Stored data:
//! Remove committed contours under the pointer, in every category.

use super::{Highlight, HighlightKind, Modifiers, Response, ToolContext, ToolHandler};
use crate::types::Point;

/// Handler for deselect mode.
#[derive(Debug, Default)]
pub struct DeselectTool;

impl ToolHandler for DeselectTool {
    fn on_press(&mut self, ctx: &mut ToolContext<'_>, at: Point, _: Modifiers) -> Response {
        if !ctx.annotations.contours.iter().any(|(_, c)| c.contains(at)) {
            return Response::none();
        }
        ctx.history.record(ctx.annotations);
        let dropped = ctx.annotations.contours.retain(|_, c| !c.contains(at));
        ctx.set_highlights(Vec::new());
        log::debug!("deselected {dropped} contours");
        Response::recontour()
    }

    fn on_move(&mut self, ctx: &mut ToolContext<'_>, at: Point, _: Modifiers) -> Response {
        let hits = ctx
            .annotations
            .contours
            .iter()
            .filter(|(_, c)| c.contains(at))
            .map(|(_, c)| Highlight {
                contour: c.clone(),
                kind: HighlightKind::Committed,
            })
            .collect();
        let changed = ctx.set_highlights(hits);
        Response::redraw_if(changed)
    }

    fn on_release(&mut self, _ctx: &mut ToolContext<'_>, _at: Point, _: Modifiers) -> Response {
        Response::none()
    }
}
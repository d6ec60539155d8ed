//! myel-export: report and overlay serializers (sans-IO)
//!
//! Turns an editor's measurements into the two export artifacts: a
//! comma-separated measurement report and a PNG overlay of the exported
//! regions. Nothing here touches the filesystem; `myel-io` writes the
//! bytes.

pub mod overlay;
pub mod report;
pub mod selection;

use myel_core::{CoreError, CounterTotals, Editor};

pub use overlay::{encode_png, render_overlay};
pub use report::{to_csv, totals};
pub use selection::{ExportSelection, Quantity};

/// Errors from producing export artifacts.
#[derive(Debug, thiserror::Error)]
pub enum ExportError {
    /// The overlay could not be rendered.
    #[error("overlay rendering failed: {0}")]
    Render(#[from] CoreError),

    /// The overlay could not be encoded.
    #[error("overlay encoding failed: {0}")]
    Encode(#[from] image::ImageError),
}

/// Report file name for an image stem.
#[must_use]
pub fn report_file_name(stem: &str) -> String {
    format!("{stem}-area_calculations.csv")
}

/// Overlay file name for an image stem.
#[must_use]
pub fn overlay_file_name(stem: &str) -> String {
    format!("{stem}-overlay.png")
}

/// Both export artifacts, ready to write.
#[derive(Debug, Clone)]
pub struct Artifacts {
    /// Report text.
    pub report: String,
    /// PNG-encoded overlay.
    pub overlay_png: Vec<u8>,
}

/// Produce the report and overlay for `editor`'s current state.
///
/// # Errors
///
/// Returns [`ExportError`] if the overlay cannot be rendered or encoded.
pub fn export_artifacts(
    editor: &Editor,
    selection: &ExportSelection,
) -> Result<Artifacts, ExportError> {
    let measurements = editor.measurements();
    let counters = &editor.annotations().counters;
    let report = to_csv(&measurements, &CounterTotals::tally(counters), selection);
    let overlay = render_overlay(
        editor.working_image(),
        &measurements,
        counters,
        selection,
        editor.config().alpha,
    )?;
    let overlay_png = encode_png(&overlay)?;
    log::info!(
        "export: {} fibers, {} orphans, {} misc, {} overlay bytes",
        measurements.fibers.len(),
        measurements.orphans.len(),
        measurements.misc.len(),
        overlay_png.len()
    );
    Ok(Artifacts {
        report,
        overlay_png,
    })
}
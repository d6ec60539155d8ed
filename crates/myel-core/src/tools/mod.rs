//! Pointer-driven editing tools.
//!
//! Each [`Tool`] has its own [`ToolHandler`] that owns the in-progress
//! gesture state for that mode. The editor swaps the handler wholesale
//! when the tool changes, so no gesture state survives a mode switch.
//!
//! Handlers receive a [`ToolContext`] borrowing exactly the state they
//! may touch and report back through a [`Response`] which caches the
//! editor must invalidate.

mod count;
mod deselect;
mod erase;
mod info;
mod line;
mod select;

use crate::annotation::{Annotations, Category, StrokeColor};
use crate::geometry::Contour;
use crate::history::History;
use crate::types::{MYELINATED_GROUP, Point, UNMYELINATED_GROUP};

pub use count::CountTool;
pub use deselect::DeselectTool;
pub use erase::EraseTool;
pub use info::{InfoReport, InfoTool};
pub use line::LineTool;
pub use select::SelectTool;

/// Pointer travel, in pixels, after which a select press turns into a
/// freehand trace.
pub const TRACE_ACTIVATION_DISTANCE: f64 = 3.0;

/// Editing mode.
#[derive(Debug, Clone, PartialEq, Eq)]
pub enum Tool {
    /// Commit or trace contours into a category.
    Select(Category),
    /// Remove committed contours under the pointer.
    Deselect,
    /// Report which fiber boundaries surround a point.
    Info,
    /// Paint separating strokes.
    Cut,
    /// Paint joining strokes.
    Draw,
    /// Remove strokes and counters.
    Erase,
    /// Place markers in the named group.
    Count(String),
}

impl Default for Tool {
    fn default() -> Self {
        Self::Select(Category::Axon)
    }
}

impl Tool {
    /// Keyboard shortcut mapping.
    #[must_use]
    pub fn from_hotkey(key: char) -> Option<Self> {
        match key.to_ascii_lowercase() {
            '1' => Some(Self::Select(Category::Axon)),
            '2' => Some(Self::Select(Category::InnerMyelin)),
            '3' => Some(Self::Select(Category::OuterMyelin)),
            '4' => Some(Self::Deselect),
            '5' => Some(Self::Info),
            '6' => Some(Self::Select(Category::Misc)),
            'q' => Some(Self::Cut),
            'w' => Some(Self::Draw),
            'e' => Some(Self::Erase),
            'r' => Some(Self::Count(UNMYELINATED_GROUP.to_owned())),
            't' => Some(Self::Count(MYELINATED_GROUP.to_owned())),
            _ => None,
        }
    }

    /// Stroke colour painted by this tool, if it paints strokes.
    #[must_use]
    pub const fn stroke_color(&self) -> Option<StrokeColor> {
        match self {
            Self::Cut => Some(StrokeColor::Cut),
            Self::Draw => Some(StrokeColor::Draw),
            _ => None,
        }
    }

    /// A fresh handler with no gesture in progress.
    #[must_use]
    pub fn handler(&self) -> Box<dyn ToolHandler> {
        match self {
            Self::Select(category) => Box::new(SelectTool::new(*category)),
            Self::Deselect => Box::new(DeselectTool),
            Self::Info => Box::new(InfoTool),
            Self::Cut => Box::new(LineTool::new(StrokeColor::Cut)),
            Self::Draw => Box::new(LineTool::new(StrokeColor::Draw)),
            Self::Erase => Box::new(EraseTool::default()),
            Self::Count(group) => Box::new(CountTool::new(group.clone())),
        }
    }
}

/// Keyboard modifiers held during a pointer event.
#[derive(Debug, Clone, Copy, PartialEq, Eq, Default)]
pub struct Modifiers {
    /// Shift is held.
    pub shift: bool,
}

impl Modifiers {
    /// No modifiers.
    pub const NONE: Self = Self { shift: false };
    /// Shift only.
    pub const SHIFT: Self = Self { shift: true };
}

/// Kind of pointer event.
#[derive(Debug, Clone, Copy, PartialEq, Eq)]
pub enum PointerKind {
    /// Primary button went down.
    Press,
    /// Pointer moved, with or without the button held.
    Move,
    /// Primary button went up.
    Release,
}

/// A pointer event in working-image coordinates.
#[derive(Debug, Clone, Copy, PartialEq, Eq)]
pub struct PointerEvent {
    /// What happened.
    pub kind: PointerKind,
    /// Where.
    pub at: Point,
    /// Held modifiers.
    pub modifiers: Modifiers,
}

impl PointerEvent {
    /// Build an event.
    #[must_use]
    pub const fn new(kind: PointerKind, x: i32, y: i32, modifiers: Modifiers) -> Self {
        Self {
            kind,
            at: Point::new(x, y),
            modifiers,
        }
    }
}

/// Why a contour is highlighted.
#[derive(Debug, Clone, Copy, PartialEq, Eq)]
pub enum HighlightKind {
    /// Already committed; clicking would remove it.
    Committed,
    /// In the selection pool; clicking would commit it.
    Available,
}

/// A hover highlight.
#[derive(Debug, Clone, PartialEq, Eq)]
pub struct Highlight {
    /// The highlighted contour.
    pub contour: Contour,
    /// Which colour to use.
    pub kind: HighlightKind,
}

/// State a tool handler may read and mutate.
pub struct ToolContext<'a> {
    /// Canonical annotation state.
    pub annotations: &'a mut Annotations,
    /// Undo/redo stacks. Record before mutating.
    pub history: &'a mut History,
    /// Current selection pool.
    pub available: &'a [Contour],
    /// Hover highlights shown on the next frame.
    pub highlights: &'a mut Vec<Highlight>,
    /// Thickness for new strokes.
    pub line_thickness: u32,
    /// Eraser radius.
    pub eraser_size: u32,
}

impl ToolContext<'_> {
    /// Replace the highlights, returning whether they changed.
    pub fn set_highlights(&mut self, highlights: Vec<Highlight>) -> bool {
        if *self.highlights == highlights {
            false
        } else {
            *self.highlights = highlights;
            true
        }
    }
}

/// What the editor must do after an event.
#[derive(Debug, Clone, Default, PartialEq, Eq)]
pub struct Response {
    /// Strokes or contours changed: rerun segmentation and pairing.
    pub recontour: bool,
    /// Something visible changed: re-render the cached frame.
    pub redraw: bool,
    /// Report produced by the info tool.
    pub info: Option<InfoReport>,
}

impl Response {
    /// Nothing to do.
    #[must_use]
    pub fn none() -> Self {
        Self::default()
    }

    /// Re-render only.
    #[must_use]
    pub fn redraw() -> Self {
        Self {
            redraw: true,
            ..Self::default()
        }
    }

    /// Recompute everything and re-render.
    #[must_use]
    pub fn recontour() -> Self {
        Self {
            recontour: true,
            redraw: true,
            info: None,
        }
    }

    /// Re-render when `changed`, otherwise nothing.
    #[must_use]
    pub fn redraw_if(changed: bool) -> Self {
        if changed { Self::redraw() } else { Self::none() }
    }
}

/// Transient drawing laid over the cached frame.
#[derive(Debug, Clone, PartialEq)]
pub enum Preview {
    /// Nothing in progress.
    None,
    /// Straight line from the chain anchor to the cursor.
    Segment {
        /// Chain anchor.
        from: Point,
        /// Cursor.
        to: Point,
        /// Stroke width.
        thickness: u32,
    },
    /// An open path being traced or drawn.
    Path {
        /// Vertices so far.
        points: Vec<Point>,
        /// Stroke width.
        thickness: u32,
        /// Stroke colour for line tools; `None` for selection traces.
        color: Option<StrokeColor>,
    },
    /// A counter about to be placed.
    Dot {
        /// Cursor.
        at: Point,
        /// Group the dot would join.
        group: String,
    },
    /// The eraser outline.
    Ring {
        /// Cursor.
        center: Point,
        /// Eraser radius.
        radius: u32,
    },
}

/// Per-mode pointer handling.
pub trait ToolHandler: std::fmt::Debug {
    /// Primary button pressed at `at`.
    fn on_press(&mut self, ctx: &mut ToolContext<'_>, at: Point, modifiers: Modifiers)
    -> Response;

    /// Pointer moved to `at`.
    fn on_move(&mut self, ctx: &mut ToolContext<'_>, at: Point, modifiers: Modifiers) -> Response;

    /// Primary button released at `at`.
    fn on_release(
        &mut self,
        ctx: &mut ToolContext<'_>,
        at: Point,
        modifiers: Modifiers,
    ) -> Response;

    /// Gesture preview to draw over the cached frame.
    fn preview(&self, line_thickness: u32, eraser_size: u32) -> Preview {
        let _ = (line_thickness, eraser_size);
        Preview::None
    }

    /// Whether overlay decorations should be hidden while this gesture
    /// is in progress.
    fn hides_decorations(&self) -> bool {
        false
    }
}

/// Smallest-area contour in `contours` strictly containing `at`.
pub(crate) fn smallest_containing(contours: &[Contour], at: Point) -> Option<&Contour> {
    contours
        .iter()
        .filter(|c| c.contains(at))
        .min_by(|a, b| a.area().total_cmp(&b.area()))
}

Task requirements>
Filter the data above by the word "bool" and copy every line that matches.

Answer for the task>
    pub shift: bool,
    pub fn set_highlights(&mut self, highlights: Vec<Highlight>) -> bool {
    pub recontour: bool,
    pub redraw: bool,
    pub fn redraw_if(changed: bool) -> Self {
    fn hides_decorations(&self) -> bool {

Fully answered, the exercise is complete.